Han pasado muchos años, pero estoy convencida de haberlo escuchado por primera vez en una pequeña guagua, mi transporte habitual hacia la secundaria básica. Corrían los años 1999, 2000. Landy, el chofer del ómnibus destinado a recorrido de trabajadores del Complejo Las Terrazas, colocaba cada amanecer –invariablemente- las mismas canciones en la reproductora de casetes.
Una voz masculina se hacía acompañar de un conjunto en la interpretación de melodías frescas, ideales para iniciar con buena energía la jornada. ¿Quiénes eran los hacedores de aquella música raigalmente guajira tanto por sus instrumentos, acordes como letras? Unos perfectos desconocidos, probablemente, no solo para mí.
Inicialmente aquello sonó “del año de la bomba” a mis oídos de adolescente, ávidos de escuchar ritmos más modernos al estilo de los Backstreet Boys; sin embargo, poco a poco, comenzaron a parecerme tonadas hermosas que ciertamente impregnaban de un ambiente agradable la travesía.
Tiempo después, la radio y la televisión nacional sorprendieron a la audiencia cubana con la música singularísima de Polo Montañez y su grupo, que tanto habíamos escuchado los viajeros.
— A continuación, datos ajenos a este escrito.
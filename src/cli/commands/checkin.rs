use crate::archive::{FsRecordStore, RosterArchiver};
use crate::cli::parser::Commands;
use crate::config::Config;
use crate::core::reconcile::Reconciler;
use crate::core::session::{CloseOutcome, RegisterOutcome, SessionManager};
use crate::errors::{AppError, AppResult};
use crate::ledger::csv_store::CsvLedgerStore;
use crate::ui::messages;
use std::io::{self, BufRead};
use std::sync::mpsc;
use std::thread;
use std::time::{Duration, Instant};

/// Open a check-in window and run it to completion.
///
/// Registration events arrive on stdin, one per line:
/// `<user_id> <display name>`. A `close` line is the administrative
/// early close; stdin EOF only stops the intake, the window still
/// expires at its deadline.
pub fn handle(cmd: &Commands, cfg: &Config) -> AppResult<()> {
    if let Commands::Checkin { duration } = cmd {
        let secs = duration.unwrap_or(cfg.checkin_duration_secs);
        if secs == 0 {
            return Err(AppError::InvalidDuration(
                "the window must stay open for at least one second".to_string(),
            ));
        }

        let manager = SessionManager::new();
        manager.open(Duration::from_secs(secs))?;

        let mut store = CsvLedgerStore::new(&cfg.bank_file, &cfg.deposit_file);

        messages::info(format!(
            "Check-in open for {} seconds. One registration per line: <user_id> <display name>. \
             Type 'close' to end early.",
            secs
        ));

        // Stdin is read on its own thread so the deadline wait stays
        // cancellable; events and expiry both go through the manager.
        let (tx, rx) = mpsc::channel::<String>();
        thread::spawn(move || {
            let stdin = io::stdin();
            for line in stdin.lock().lines() {
                let Ok(line) = line else { break };
                if tx.send(line).is_err() {
                    break;
                }
            }
        });

        loop {
            let Some(deadline) = manager.deadline() else {
                break;
            };
            let now = Instant::now();
            if now >= deadline {
                break;
            }

            match rx.recv_timeout(deadline - now) {
                Ok(line) => {
                    let line = line.trim();
                    if line.is_empty() {
                        continue;
                    }
                    if line.eq_ignore_ascii_case("close") {
                        break;
                    }
                    let Some((user_id, display_name)) = split_event(line) else {
                        messages::warning(format!("Ignoring malformed event '{line}'"));
                        continue;
                    };

                    match manager.register(user_id, display_name)? {
                        RegisterOutcome::Registered => {
                            messages::success(format!("{display_name} checked in."));
                            // Credited once per successful registration,
                            // synchronously, so a ledger failure is visible
                            // right where it happened.
                            let mut rec = Reconciler::new(&mut store, cfg.column_layout());
                            if let Err(e) = rec.credit_presence(user_id) {
                                messages::warning(format!(
                                    "Presence not credited for {user_id}: {e}"
                                ));
                            }
                        }
                        RegisterOutcome::Duplicate => {
                            messages::warning(format!(
                                "{display_name}, you already checked in."
                            ));
                        }
                    }
                }
                Err(mpsc::RecvTimeoutError::Timeout) => break,
                Err(mpsc::RecvTimeoutError::Disconnected) => {
                    // Stdin is gone; nobody else can register, but the
                    // window still runs out its clock.
                    let now = Instant::now();
                    if deadline > now {
                        thread::sleep(deadline - now);
                    }
                    break;
                }
            }
        }

        match manager.close()? {
            CloseOutcome::Roster(record) => {
                let records = FsRecordStore::new(&cfg.archive_dir);
                let archiver = RosterArchiver::new(&records);
                match archiver.archive(&record) {
                    Ok(path) => messages::success(format!(
                        "Check-in closed. Roster saved to {}",
                        path.display()
                    )),
                    Err(e) => {
                        // The roster must survive an archive failure;
                        // dump it so the operator can save it by hand.
                        messages::error("Archiving failed; roster follows.");
                        for entry in &record.entries {
                            println!("{} - {}", entry.display_name, entry.user_id);
                        }
                        return Err(e);
                    }
                }
            }
            CloseOutcome::NoRoster => {
                messages::info("Check-in closed, but nobody checked in.");
            }
        }
    }

    Ok(())
}

/// Split a registration line into `(user_id, display_name)`.
fn split_event(line: &str) -> Option<(&str, &str)> {
    let (user_id, name) = line.split_once(|c: char| c.is_whitespace())?;
    let name = name.trim();
    if user_id.is_empty() || name.is_empty() {
        return None;
    }
    Some((user_id, name))
}
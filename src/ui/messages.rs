//! Terminal messaging helpers (ANSI colors + icons).

use std::fmt;

const RESET: &str = "\x1b[0m";
const BOLD: &str = "\x1b[1m";

const FG_CYAN: &str = "\x1b[36m";
const FG_GREEN: &str = "\x1b[32m";
const FG_YELLOW: &str = "\x1b[33m";
const FG_RED: &str = "\x1b[31m";

fn paint(color: &str, icon: &str, msg: impl fmt::Display) -> String {
    format!("{color}{BOLD}{icon} {RESET}{msg}")
}

pub fn info<T: fmt::Display>(msg: T) {
    println!("{}", paint(FG_CYAN, "ℹ️", msg));
}

pub fn success<T: fmt::Display>(msg: T) {
    println!("{}", paint(FG_GREEN, "✅", msg));
}

pub fn warning<T: fmt::Display>(msg: T) {
    println!("{}", paint(FG_YELLOW, "⚠️", msg));
}

pub fn error<T: fmt::Display>(msg: T) {
    eprintln!("{}", paint(FG_RED, "❌", msg));
}

/// Section header for list output.
pub fn header<T: fmt::Display>(msg: T) {
    println!("{FG_CYAN}{BOLD}{msg}{RESET}");
}
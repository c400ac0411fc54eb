//! CSV-file implementation of the ledger store.

use crate::errors::AppResult;
use crate::ledger::{LedgerStore, Table};
use std::path::{Path, PathBuf};

/// Tabular store backed by one CSV file per table.
/// Every access re-reads the whole file; community-sized tables make a
/// cached index unnecessary, and the files stay the source of truth.
pub struct CsvLedgerStore {
    bank: PathBuf,
    deposit: PathBuf,
}

impl CsvLedgerStore {
    pub fn new(bank: impl Into<PathBuf>, deposit: impl Into<PathBuf>) -> Self {
        Self {
            bank: bank.into(),
            deposit: deposit.into(),
        }
    }

    fn path(&self, table: Table) -> &Path {
        match table {
            Table::Bank => &self.bank,
            Table::Deposit => &self.deposit,
        }
    }

    fn read_rows(&self, table: Table) -> AppResult<Vec<Vec<String>>> {
        let path = self.path(table);
        if !path.exists() {
            return Ok(Vec::new());
        }

        let mut reader = csv::ReaderBuilder::new()
            .has_headers(false)
            .flexible(true)
            .from_path(path)?;

        let mut rows = Vec::new();
        for record in reader.records() {
            let record = record?;
            rows.push(record.iter().map(str::to_string).collect());
        }
        Ok(rows)
    }

    fn write_rows(&self, table: Table, rows: &[Vec<String>]) -> AppResult<()> {
        let mut writer = csv::WriterBuilder::new()
            .flexible(true)
            .from_path(self.path(table))?;

        for row in rows {
            writer.write_record(row)?;
        }
        writer.flush()?;
        Ok(())
    }
}

impl LedgerStore for CsvLedgerStore {
    fn get_column(&self, table: Table, column: usize) -> AppResult<Vec<String>> {
        let rows = self.read_rows(table)?;
        Ok(rows
            .iter()
            .map(|r| r.get(column - 1).cloned().unwrap_or_default())
            .collect())
    }

    fn update_cell(
        &mut self,
        table: Table,
        row: usize,
        column: usize,
        value: &str,
    ) -> AppResult<()> {
        let mut rows = self.read_rows(table)?;

        // csv refuses zero-field records, so filler rows get one empty cell
        while rows.len() < row {
            rows.push(vec![String::new()]);
        }

        let cells = &mut rows[row - 1];
        while cells.len() < column {
            cells.push(String::new());
        }
        cells[column - 1] = value.to_string();

        self.write_rows(table, &rows)
    }
}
Un cantautor guajiro revelado por un empresario extranjero, triunfaba en predios foráneos para luego ser difundido a gran escala en su país. ¡De película!
Pero no. Fernando Borrego Linares, es decir, Polo, había estado en las montañas de la Sierra del Rosario desde el 5 de junio de 1955, cuando vino al mundo. Hijo de un matrimonio de origen muy humilde, de familia numerosa, seguiría los principios de la moral campesina en que fue educado: laboriosidad, respeto y modestia.
Su vocación por la música, de naturaleza genética, se afianzó en el contexto en que creció donde eran habituales los jolgorios. En aquel lomerío, cuesta arriba y cuesta abajo, andaba y desandaba los trillos siempre cantando y sacando ritmo a casi cualquier objeto.
La difícil situación económica de la familia determinó que desde temprana edad se incorporara al trabajo. Polo realizó diversas labores relacionadas con el quehacer campesino para el sustento, pero nunca abandonó su pasión.Con una formación absolutamente autodidacta, aprendió a tocar varios instrumentos, interpretaba un amplio repertorio, fundamentalmente de la música tradicional cubana, y compuso muchísimos temas.
La suya es una poesía fresca, transparente, auténtica, que como él mismo afirmó, “sale del corazón”, con la misma gracia que brota el manantial de las entrañas de la tierra.
Había tal naturalidad en él, que ni el brillo de un montón de estrellas, ni el esplendor de la fama, cambiaron su carácter noble, sencillo, bromista, su cubanía desbordada en gestos y frases. Asumió la gloria con humildad, orgulloso de ser quien era, de representar a su país con guayabera y sombrero en cualquier escenario. Y eso que no debió ser fácil “salir de atrás de una mata de mango y de pronto caer en París”, como decía.
Congregaba multitudes en Europa, Latinoamérica, por toda Cuba. Regresaba a su terruño a disfrutar de la naturaleza, a conversar con sus vecinos, amigos, a dibujar para los niños, posar en fotos o firmar autógrafos a cualquiera; hasta podía irse con sus compañeros a cortar caña un día de inauguración de zafra. Así era Polo.
Mostró siempre preocupación por las necesidades humanas: visitó enfermos, afectados por huracanes, realizó diversos donativos a instituciones, personas, y regaló su arte en escuelas y universidades.
Un ser humano excepcional, pródigo de amor a sus semejantes y a la vida. Sus creaciones catalizan ese sentimiento en las más variadas formas, es por eso que le cantó a la pareja, a la amistad, al pueblo natal, a José Martí, a su guitarra…
Con su carisma, talento y autenticidad, Polo conquistó un lugar en el corazón de su pueblo. ¿Cómo podría entonces olvidar yo a aquel cantante que descubrí por primera vez siendo una adolescente? Cuba entera y más allá de sus confines lo escuchan aún entonar su estribillo: “Aunque yo sea guajiro natural…”.